About this task> Among the records below, find the line that has "Conversion server binary"; from there, give the lines again exactly, and stop after the line that has "#[tokio::main]".

▼

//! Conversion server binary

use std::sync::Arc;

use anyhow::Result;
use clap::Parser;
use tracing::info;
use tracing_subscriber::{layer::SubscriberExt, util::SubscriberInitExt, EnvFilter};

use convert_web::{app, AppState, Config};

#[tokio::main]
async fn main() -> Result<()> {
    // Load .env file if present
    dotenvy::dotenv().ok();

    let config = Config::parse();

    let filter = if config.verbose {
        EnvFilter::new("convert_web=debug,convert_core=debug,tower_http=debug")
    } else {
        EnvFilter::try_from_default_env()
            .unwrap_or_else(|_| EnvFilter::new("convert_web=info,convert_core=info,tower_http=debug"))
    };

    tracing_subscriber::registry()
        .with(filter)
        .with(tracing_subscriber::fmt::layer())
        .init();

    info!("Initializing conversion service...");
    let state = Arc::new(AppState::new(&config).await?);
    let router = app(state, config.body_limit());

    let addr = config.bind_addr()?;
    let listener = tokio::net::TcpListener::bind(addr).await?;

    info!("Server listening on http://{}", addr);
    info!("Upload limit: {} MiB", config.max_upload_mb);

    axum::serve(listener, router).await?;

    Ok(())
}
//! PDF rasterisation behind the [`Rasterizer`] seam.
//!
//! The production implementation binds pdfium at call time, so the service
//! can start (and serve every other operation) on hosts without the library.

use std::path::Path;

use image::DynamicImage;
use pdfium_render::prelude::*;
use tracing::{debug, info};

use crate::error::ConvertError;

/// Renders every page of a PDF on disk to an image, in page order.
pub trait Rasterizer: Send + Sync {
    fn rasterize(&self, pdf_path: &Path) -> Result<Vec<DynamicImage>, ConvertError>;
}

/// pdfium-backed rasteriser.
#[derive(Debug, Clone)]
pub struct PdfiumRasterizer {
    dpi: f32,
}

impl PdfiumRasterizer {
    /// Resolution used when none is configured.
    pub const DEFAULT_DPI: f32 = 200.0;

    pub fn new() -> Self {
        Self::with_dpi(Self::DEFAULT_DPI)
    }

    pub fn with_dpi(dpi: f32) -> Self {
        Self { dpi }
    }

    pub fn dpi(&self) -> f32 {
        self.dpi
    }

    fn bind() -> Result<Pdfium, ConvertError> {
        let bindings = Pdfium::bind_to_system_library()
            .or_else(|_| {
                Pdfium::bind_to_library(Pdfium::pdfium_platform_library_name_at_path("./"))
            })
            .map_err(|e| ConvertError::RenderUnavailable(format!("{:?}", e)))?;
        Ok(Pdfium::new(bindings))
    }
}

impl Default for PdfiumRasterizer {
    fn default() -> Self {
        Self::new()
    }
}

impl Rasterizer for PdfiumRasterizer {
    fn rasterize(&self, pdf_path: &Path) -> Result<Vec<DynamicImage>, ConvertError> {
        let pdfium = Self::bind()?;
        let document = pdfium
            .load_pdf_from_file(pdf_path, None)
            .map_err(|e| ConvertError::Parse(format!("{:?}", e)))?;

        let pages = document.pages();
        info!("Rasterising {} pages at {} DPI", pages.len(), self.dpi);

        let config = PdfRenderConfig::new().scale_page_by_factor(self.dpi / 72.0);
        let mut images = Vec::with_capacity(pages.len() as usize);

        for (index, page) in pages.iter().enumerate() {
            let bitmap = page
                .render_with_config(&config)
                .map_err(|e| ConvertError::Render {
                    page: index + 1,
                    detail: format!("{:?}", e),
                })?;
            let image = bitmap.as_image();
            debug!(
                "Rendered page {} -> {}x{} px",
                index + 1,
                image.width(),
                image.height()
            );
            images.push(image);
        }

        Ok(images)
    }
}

▲
▼

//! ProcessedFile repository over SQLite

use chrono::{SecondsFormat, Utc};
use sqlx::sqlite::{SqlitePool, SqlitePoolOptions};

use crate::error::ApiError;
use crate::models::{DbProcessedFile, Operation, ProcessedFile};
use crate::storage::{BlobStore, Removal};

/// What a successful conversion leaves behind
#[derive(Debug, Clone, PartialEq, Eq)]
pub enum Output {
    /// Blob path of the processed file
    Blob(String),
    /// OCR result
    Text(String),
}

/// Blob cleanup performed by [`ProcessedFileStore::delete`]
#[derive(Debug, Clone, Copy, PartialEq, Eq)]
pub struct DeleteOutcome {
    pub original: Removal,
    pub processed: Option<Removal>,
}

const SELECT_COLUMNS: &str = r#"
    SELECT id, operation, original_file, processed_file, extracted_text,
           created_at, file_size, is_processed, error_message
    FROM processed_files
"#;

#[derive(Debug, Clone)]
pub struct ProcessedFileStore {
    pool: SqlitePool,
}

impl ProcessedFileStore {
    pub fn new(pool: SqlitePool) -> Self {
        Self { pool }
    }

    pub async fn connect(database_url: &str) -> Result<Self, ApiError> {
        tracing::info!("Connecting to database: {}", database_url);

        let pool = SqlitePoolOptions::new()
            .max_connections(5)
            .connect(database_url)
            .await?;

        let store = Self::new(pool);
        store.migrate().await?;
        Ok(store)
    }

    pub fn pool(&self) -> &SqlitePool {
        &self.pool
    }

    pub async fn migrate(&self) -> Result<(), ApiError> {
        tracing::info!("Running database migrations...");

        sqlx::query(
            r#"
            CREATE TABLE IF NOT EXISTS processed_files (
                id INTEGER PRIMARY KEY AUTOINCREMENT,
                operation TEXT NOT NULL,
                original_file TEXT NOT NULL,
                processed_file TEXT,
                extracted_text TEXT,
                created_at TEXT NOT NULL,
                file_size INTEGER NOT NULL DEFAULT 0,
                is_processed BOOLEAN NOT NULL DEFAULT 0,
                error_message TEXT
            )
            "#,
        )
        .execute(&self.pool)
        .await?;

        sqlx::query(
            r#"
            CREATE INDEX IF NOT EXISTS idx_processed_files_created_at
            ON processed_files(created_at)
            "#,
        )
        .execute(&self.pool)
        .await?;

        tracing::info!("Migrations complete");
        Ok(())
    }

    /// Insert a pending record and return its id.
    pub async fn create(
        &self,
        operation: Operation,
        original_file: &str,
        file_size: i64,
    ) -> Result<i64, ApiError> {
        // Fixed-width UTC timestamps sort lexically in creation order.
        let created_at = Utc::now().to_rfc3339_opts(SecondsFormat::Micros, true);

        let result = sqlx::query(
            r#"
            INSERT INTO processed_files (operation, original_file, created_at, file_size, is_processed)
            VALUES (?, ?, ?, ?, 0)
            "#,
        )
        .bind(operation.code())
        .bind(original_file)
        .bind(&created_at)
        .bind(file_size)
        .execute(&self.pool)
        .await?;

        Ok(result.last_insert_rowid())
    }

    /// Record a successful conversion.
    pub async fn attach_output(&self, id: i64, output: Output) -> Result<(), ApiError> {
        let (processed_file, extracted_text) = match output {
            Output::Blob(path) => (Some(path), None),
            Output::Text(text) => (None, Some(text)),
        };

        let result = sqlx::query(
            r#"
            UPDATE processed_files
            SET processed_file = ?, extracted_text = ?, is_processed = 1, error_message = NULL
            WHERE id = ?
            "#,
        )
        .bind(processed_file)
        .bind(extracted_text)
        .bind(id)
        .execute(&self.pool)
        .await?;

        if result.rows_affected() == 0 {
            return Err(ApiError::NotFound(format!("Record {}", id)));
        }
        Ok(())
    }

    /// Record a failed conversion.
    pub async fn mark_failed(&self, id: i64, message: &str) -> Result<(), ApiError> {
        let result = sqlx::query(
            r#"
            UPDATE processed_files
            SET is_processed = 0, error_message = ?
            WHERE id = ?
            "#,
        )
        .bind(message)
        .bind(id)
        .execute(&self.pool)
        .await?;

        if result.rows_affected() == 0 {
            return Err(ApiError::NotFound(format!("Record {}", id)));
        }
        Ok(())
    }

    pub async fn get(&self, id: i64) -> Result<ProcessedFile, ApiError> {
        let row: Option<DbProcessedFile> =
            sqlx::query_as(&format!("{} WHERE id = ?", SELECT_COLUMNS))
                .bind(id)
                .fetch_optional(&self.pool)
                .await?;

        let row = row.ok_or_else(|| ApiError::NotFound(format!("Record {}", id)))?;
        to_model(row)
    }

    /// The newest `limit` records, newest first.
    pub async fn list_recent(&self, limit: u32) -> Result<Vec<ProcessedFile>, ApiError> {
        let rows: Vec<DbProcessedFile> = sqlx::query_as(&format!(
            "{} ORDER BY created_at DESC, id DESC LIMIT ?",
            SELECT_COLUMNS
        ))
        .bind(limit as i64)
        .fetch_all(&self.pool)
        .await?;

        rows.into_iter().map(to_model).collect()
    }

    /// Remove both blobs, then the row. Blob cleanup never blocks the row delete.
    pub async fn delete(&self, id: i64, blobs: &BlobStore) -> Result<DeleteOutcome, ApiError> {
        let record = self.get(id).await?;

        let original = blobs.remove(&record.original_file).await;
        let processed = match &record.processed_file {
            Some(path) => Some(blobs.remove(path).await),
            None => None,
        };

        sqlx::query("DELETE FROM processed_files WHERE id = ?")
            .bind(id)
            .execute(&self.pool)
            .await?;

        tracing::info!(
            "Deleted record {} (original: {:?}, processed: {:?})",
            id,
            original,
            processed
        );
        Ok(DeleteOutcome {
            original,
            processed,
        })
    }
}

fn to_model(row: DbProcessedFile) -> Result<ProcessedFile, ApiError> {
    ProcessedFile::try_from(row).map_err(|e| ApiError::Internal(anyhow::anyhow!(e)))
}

▲

Solution to the exercise>
//! Conversion server binary

use std::sync::Arc;

use anyhow::Result;
use clap::Parser;
use tracing::info;
use tracing_subscriber::{layer::SubscriberExt, util::SubscriberInitExt, EnvFilter};

use convert_web::{app, AppState, Config};

#[tokio::main]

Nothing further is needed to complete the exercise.